Xavier Dupuy : D’abord, le taux de participation est légèrement supérieur à ce qu’anticipait les instituts de sondages (soit seulement à 2 à 3 points en dessous de 2017). La différence notable est que les grands centres urbains : Lyon, Paris, Toulouse, se sont beaucoup plus fortement mobilisés qu’on aurait pu l’attendre. A Paris et Lyon, on dépasse les 80% de votants. Dans certaines villes résidentielles à proximité de ces centres urbains, c’est le même constat (Neuilly, Boulogne Billancourt, Issy-les-Moulineaux, en région parisienne ou Tassin, Charbonnières près de Lyon). Donc l’électorat des grandes villes a fortement participé. Cela a pour incidence une poussée très forte de Jean-Luc Mélenchon dans les grandes villes et des bons résultats pour Emmanuel Macron. Pour le premier, c’est une simple mobilisation des électeurs en sa faveur et une mobilisation des électeurs de gauche sur son nom. Emmanuel Macron lui a aspiré une partie de l’électorat LR dès le premier tour. 

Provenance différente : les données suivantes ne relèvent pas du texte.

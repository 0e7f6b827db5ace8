//! Decoding of shared search links from the public Ausbildungssuche website.
//!
//! A link carries the search in its query string:
//!
//! ```text
//! https://web.arbeitsagentur.de/ausbildungssuche/...?beruf=7856&uk=50&kat=1&ort=Berlin_13.386738_52.531976
//! ```
//!
//! `ort` packs the city name, longitude, and latitude separated by `_`.

use url::Url;

use crate::offer_type::OfferType;
use crate::params::SearchParameters;
use crate::ParamError;

/// Radius used when the link carries no `uk` parameter.
pub const DEFAULT_LINK_RADIUS_KM: u32 = 50;

/// Offer type used when the link carries no `kat` parameter.
pub const DEFAULT_LINK_OFFER_TYPE: OfferType = OfferType::Retraining;

/// Decodes a website search link into validated [`SearchParameters`].
///
/// # Errors
///
/// Returns [`ParamError::InvalidLink`] when the URL does not parse, `ort` is
/// missing or does not hold `<city>_<lon>_<lat>`, `beruf` is missing, or
/// `kat` is not one of the website's four tabs. Numeric fields that do not
/// parse yield [`ParamError::NotANumber`].
pub fn parse_search_link(link: &str) -> Result<SearchParameters, ParamError> {
    let url = Url::parse(link.trim())
        .map_err(|e| ParamError::InvalidLink(format!("\"{link}\" is not a URL: {e}")))?;

    let query = |key: &str| -> Option<String> {
        url.query_pairs()
            .find(|(k, _)| k == key)
            .map(|(_, v)| v.into_owned())
    };

    let ort = query("ort").ok_or_else(|| ParamError::InvalidLink("missing 'ort'".to_string()))?;
    let (city, lon, lat) = split_ort(&ort)?;

    let job_id = query("beruf").ok_or_else(|| {
        ParamError::InvalidLink("missing 'beruf'; only links with a job id are supported".into())
    })?;

    let radius = query("uk").unwrap_or_else(|| DEFAULT_LINK_RADIUS_KM.to_string());

    let offer_type = match query("kat") {
        None => DEFAULT_LINK_OFFER_TYPE,
        Some(kat) => OfferType::from_link_category(kat.trim()).ok_or_else(|| {
            ParamError::InvalidLink(format!("unknown 'kat' value \"{kat}\""))
        })?,
    };

    SearchParameters::from_fields(
        city,
        &job_id,
        &radius,
        lat,
        lon,
        &offer_type.code().to_string(),
    )
}

/// Splits `ort` from the right so city names containing `_` survive.
fn split_ort(ort: &str) -> Result<(&str, &str, &str), ParamError> {
    let mut parts = ort.rsplitn(3, '_');
    let lat = parts.next();
    let lon = parts.next();
    let city = parts.next();
    match (city, lon, lat) {
        (Some(city), Some(lon), Some(lat)) if !city.is_empty() => Ok((city, lon, lat)),
        _ => Err(ParamError::InvalidLink(format!(
            "'ort' must look like <city>_<lon>_<lat>, got \"{ort}\""
        ))),
    }
}
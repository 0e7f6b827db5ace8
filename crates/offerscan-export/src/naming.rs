use std::sync::LazyLock;

use chrono::NaiveDateTime;
use regex::Regex;

static UNSAFE_FILENAME_CHARS: LazyLock<Regex> =
    LazyLock::new(|| Regex::new(r#"[\\/:*?"<>|; ]"#).expect("valid filename regex"));

const FALLBACK_CITY: &str = "default_city";

/// City name made safe for use inside a file name.
#[must_use]
pub fn safe_city(city: &str) -> String {
    let replaced = UNSAFE_FILENAME_CHARS.replace_all(city, "-");
    let trimmed = replaced.trim_matches('_');
    if trimmed.is_empty() {
        FALLBACK_CITY.to_owned()
    } else {
        trimmed.to_owned()
    }
}

/// `<date>_<job>_<city>_Arbeitsagentur_Ausbildungssuche_<time>`, without
/// extension.
#[must_use]
pub fn export_file_stem(now: NaiveDateTime, job_id: i64, city: &str) -> String {
    format!(
        "{}_{job_id}_{}_Arbeitsagentur_Ausbildungssuche_{}",
        now.format("%Y-%m-%d"),
        safe_city(city),
        now.format("%H-%M-%S"),
    )
}

#[cfg(test)]
mod tests {
    use chrono::NaiveDate;

    use super::*;

    #[test]
    fn replaces_reserved_characters_and_spaces() {
        assert_eq!(safe_city("Frankfurt am Main"), "Frankfurt-am-Main");
        assert_eq!(safe_city(r#"a\b/c:d*e?f"g<h>i|j;k"#), "a-b-c-d-e-f-g-h-i-j-k");
    }

    #[test]
    fn trims_underscores_and_falls_back_when_empty() {
        assert_eq!(safe_city("__Berlin__"), "Berlin");
        assert_eq!(safe_city("___"), "default_city");
        assert_eq!(safe_city(""), "default_city");
    }

    #[test]
    fn stem_has_date_job_city_and_time() {
        let now = NaiveDate::from_ymd_opt(2024, 3, 9)
            .unwrap()
            .and_hms_opt(14, 5, 7)
            .unwrap();
        assert_eq!(
            export_file_stem(now, 7856, "Halle (Saale)"),
            "2024-03-09_7856_Halle-(Saale)_Arbeitsagentur_Ausbildungssuche_14-05-07"
        );
    }
}
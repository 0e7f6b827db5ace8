//! YAML file listing several searches for one session.
//!
//! ```yaml
//! searches:
//!   - link: "https://web.arbeitsagentur.de/ausbildungssuche/...?beruf=7856&ort=Berlin_13.38_52.53"
//!   - city: Hamburg
//!     job_id: 7856
//!     radius_km: 30
//!     lat: 53.55
//!     lon: 9.99
//!     offer_type: 109
//! ```

use std::path::Path;

use serde::Deserialize;

use crate::link::parse_search_link;
use crate::params::SearchParameters;
use crate::{ConfigError, ParamError};

#[derive(Debug, Clone, Deserialize)]
#[serde(untagged)]
pub enum SearchEntry {
    Link {
        link: String,
    },
    Manual {
        city: String,
        job_id: i64,
        radius_km: u32,
        lat: f64,
        lon: f64,
        offer_type: i64,
    },
}

impl SearchEntry {
    /// Resolves the entry into validated parameters.
    ///
    /// # Errors
    ///
    /// Returns [`ParamError`] if the link cannot be decoded or the manual
    /// fields fail validation.
    pub fn to_parameters(&self) -> Result<SearchParameters, ParamError> {
        match self {
            SearchEntry::Link { link } => parse_search_link(link),
            SearchEntry::Manual {
                city,
                job_id,
                radius_km,
                lat,
                lon,
                offer_type,
            } => SearchParameters::new(city, *job_id, *radius_km, *lat, *lon, *offer_type),
        }
    }

    /// The link itself for link entries, the parameter descriptor otherwise.
    ///
    /// # Errors
    ///
    /// Propagates validation errors from [`SearchEntry::to_parameters`].
    pub fn descriptor(&self) -> Result<String, ParamError> {
        match self {
            SearchEntry::Link { link } => Ok(link.trim().to_owned()),
            SearchEntry::Manual { .. } => Ok(self.to_parameters()?.descriptor()),
        }
    }
}

#[derive(Debug, Deserialize)]
pub struct SearchesFile {
    pub searches: Vec<SearchEntry>,
}

/// Load and validate a searches file.
///
/// # Errors
///
/// Returns `ConfigError` if the file cannot be read, parsed, is empty, or
/// any entry fails parameter validation.
pub fn load_searches(path: &Path) -> Result<SearchesFile, ConfigError> {
    let content = std::fs::read_to_string(path).map_err(|e| ConfigError::SearchesFileIo {
        path: path.display().to_string(),
        source: e,
    })?;

    parse_searches(&content)
}

fn parse_searches(content: &str) -> Result<SearchesFile, ConfigError> {
    let file: SearchesFile = serde_yaml::from_str(content)?;
    validate_searches(&file)?;
    Ok(file)
}

fn validate_searches(file: &SearchesFile) -> Result<(), ConfigError> {
    if file.searches.is_empty() {
        return Err(ConfigError::Validation(
            "searches file must list at least one search".to_string(),
        ));
    }

    for (index, entry) in file.searches.iter().enumerate() {
        entry.to_parameters().map_err(|e| {
            ConfigError::Validation(format!("search #{} is invalid: {e}", index + 1))
        })?;
    }

    Ok(())
}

Par rapport à 2017, Emmanuel Macron progresse sur une partie de l’Ouest de la France : de l’Ille-et-Vilaine au Maine et Loire, à la Mayenne, en descendant jusqu’à la Loire-Atlantique. Il baisse plutôt dans les zones centrales : Creuse, Corrèze, Cantal, etc.

Marine Le Pen, elle, bien que concurrencée par Éric Zemmour, progresse au niveau national. Elle continue de progresser dans les Hauts-de-France. Elle est fortement concurrencée par Éric Zemmour dans les zones résidentielles, les grands centres urbains ainsi qu’en PACA. Même en Provence-Alpes-Côte-d’Azur, l’addition Le Pen Zemmour la place bien largement au-dessus de son niveau de 2017. Elle fait son meilleur score dans le département de l’Aisne.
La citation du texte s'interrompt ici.